Recorded information:
impl<A, S, F, B> RecordingPipeline<A, S, F, B>
where
    A: AudioCapture,
    S: Transcriber,
    F: TextFormatter,
    B: ClipboardBackend,
{
    pub fn new(capture: A, transcriber: S, formatter: F, clipboard: ClipboardBridge<B>) -> Self {
        RecordingPipeline {
            capture,
            transcriber,
            formatter,
            clipboard,
            state: PipelineState::Idle,
            session: RecordingSession::default(),
            auto_paste: false,
        }
    }

    /// Sends a paste keystroke after the clipboard write when enabled.
    pub fn with_auto_paste(mut self, auto_paste: bool) -> Self {
        self.auto_paste = auto_paste;
        self
    }

    pub fn state(&self) -> PipelineState {
        self.state
    }

    pub fn session(&self) -> &RecordingSession {
        &self.session
    }

    pub fn status(&self) -> &str {
        &self.session.status
    }

    pub fn is_recording(&self) -> bool {
        self.session.is_recording
    }

    /// Starts a new recording cycle.
    ///
    /// Only one session may be active at a time; the speech-leg preconditions
    /// are enforced here, before capture starts, so an unusable configuration
    /// never records audio it cannot process. On failure the pipeline stays
    /// idle with a status explaining what to fix.
    pub async fn start(&mut self, speech_config: &ProviderConfig) -> Result<(), VoxError> {
        if self.session.is_recording {
            return Err(VoxError::Capture(
                "a recording is already in progress".to_string(),
            ));
        }

        if let Err(err) = transcription::check_preconditions(speech_config) {
            self.session.status = match &err {
                VoxError::MissingApiKey(name) => {
                    format!("Set the {name} API key before recording")
                }
                VoxError::UnsupportedCapability(name) => format!(
                    "{name} cannot transcribe speech; pick a speech-capable provider"
                ),
                other => other.to_string(),
            };
            return Err(err);
        }

        self.session = RecordingSession {
            status: "Recording...".to_string(),
            ..Default::default()
        };

        match self.capture.start().await {
            Ok(()) => {
                self.set_state(PipelineState::Recording);
                self.session.is_recording = true;
                Ok(())
            }
            Err(err) => {
                self.session.status = format!("Recording failed: {err}");
                Err(err)
            }
        }
    }

    /// Stops the capture and runs the remaining stages to completion.
    ///
    /// The configs are captured by value at each stage's call; settings edits
    /// made while the cycle is in flight do not affect it. Returns the
    /// formatted text that landed on the clipboard.
    pub async fn stop_and_finish(
        &mut self,
        speech_config: &ProviderConfig,
        text_config: &ProviderConfig,
        custom_prompt: Option<&str>,
    ) -> Result<String, VoxError> {
        if !self.session.is_recording {
            return Err(VoxError::Capture("no recording in progress".to_string()));
        }

        self.session.status = "Processing recording...".to_string();
        let audio_path = match self.capture.stop().await {
            Ok(path) => path,
            Err(err) => return Err(self.fail(err)),
        };
        self.session.is_recording = false;
        self.session.audio_path = Some(audio_path.clone());

        self.set_state(PipelineState::Transcribing);
        self.session.status = "Transcribing...".to_string();
        let transcript = match self
            .transcriber
            .transcribe(&audio_path, speech_config)
            .await
        {
            Ok(text) => text,
            Err(err) => return Err(self.fail(err)),
        };
        self.session.transcript = transcript.clone();

        self.set_state(PipelineState::Formatting);
        self.session.status = "Formatting...".to_string();
        let formatted = match self
            .formatter
            .format(&transcript, text_config, custom_prompt)
            .await
        {
            Ok(text) => text,
            Err(err) => return Err(self.fail(err)),
        };
        self.session.formatted = formatted.clone();

        self.set_state(PipelineState::CopyingToClipboard);
        self.session.status = "Copying to clipboard...".to_string();
        let mut paste_failure = None;
        if self.auto_paste {
            match self.clipboard.copy_and_paste(&formatted).await {
                Ok(()) => {}
                Err(VoxError::Paste(message)) => {
                    // The text is already on the clipboard; report and move on.
                    tracing::warn!("Auto-paste failed: {message}");
                    paste_failure = Some(message);
                }
                Err(err) => return Err(self.fail(err)),
            }
        } else if let Err(err) = self.clipboard.copy(&formatted) {
            return Err(self.fail(err));
        }

        self.set_state(PipelineState::Idle);
        self.session.status = match paste_failure {
            Some(message) => format!("Copied to clipboard, but auto-paste failed: {message}"),
            None if self.auto_paste => "Done! Copied and pasted into the active window".to_string(),
            None => "Done! Copied to clipboard - paste with Ctrl+V".to_string(),
        };
        tracing::info!("Cycle complete: {}", self.session.status);
        Ok(formatted)
    }

    /// Reverts the status line to ready. Scheduled by the orchestrator a
    /// fixed delay after completion; a no-op while a cycle is in flight.
    pub fn reset_status(&mut self) {
        if self.state == PipelineState::Idle {
            self.session.status = READY_STATUS.to_string();
        }
    }

    /// Records the failure, absorbs it through the error state, and leaves
    /// the pipeline idle and retryable. Transcript and formatted text keep
    /// whatever the cycle produced before the failing stage.
    fn fail(&mut self, err: VoxError) -> VoxError {
        tracing::error!("Stage failed while {}: {err}", self.state);
        self.set_state(PipelineState::Error);
        self.set_state(PipelineState::Idle);
        self.session.is_recording = false;
        self.session.status = format!("Processing failed: {err}");
        err
    }

    fn set_state(&mut self, next: PipelineState) {
        debug_assert!(
            self.state.can_transition_to(&next),
            "invalid pipeline transition: {} -> {}",
            self.state,
            next
        );
        tracing::debug!("Pipeline state: {} -> {}", self.state, next);
        self.state = next;
    }
}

Exercise aim: Your answer should consist of all lines above that include the string "bool".

The answer:
    pub fn with_auto_paste(mut self, auto_paste: bool) -> Self {
    pub fn is_recording(&self) -> bool {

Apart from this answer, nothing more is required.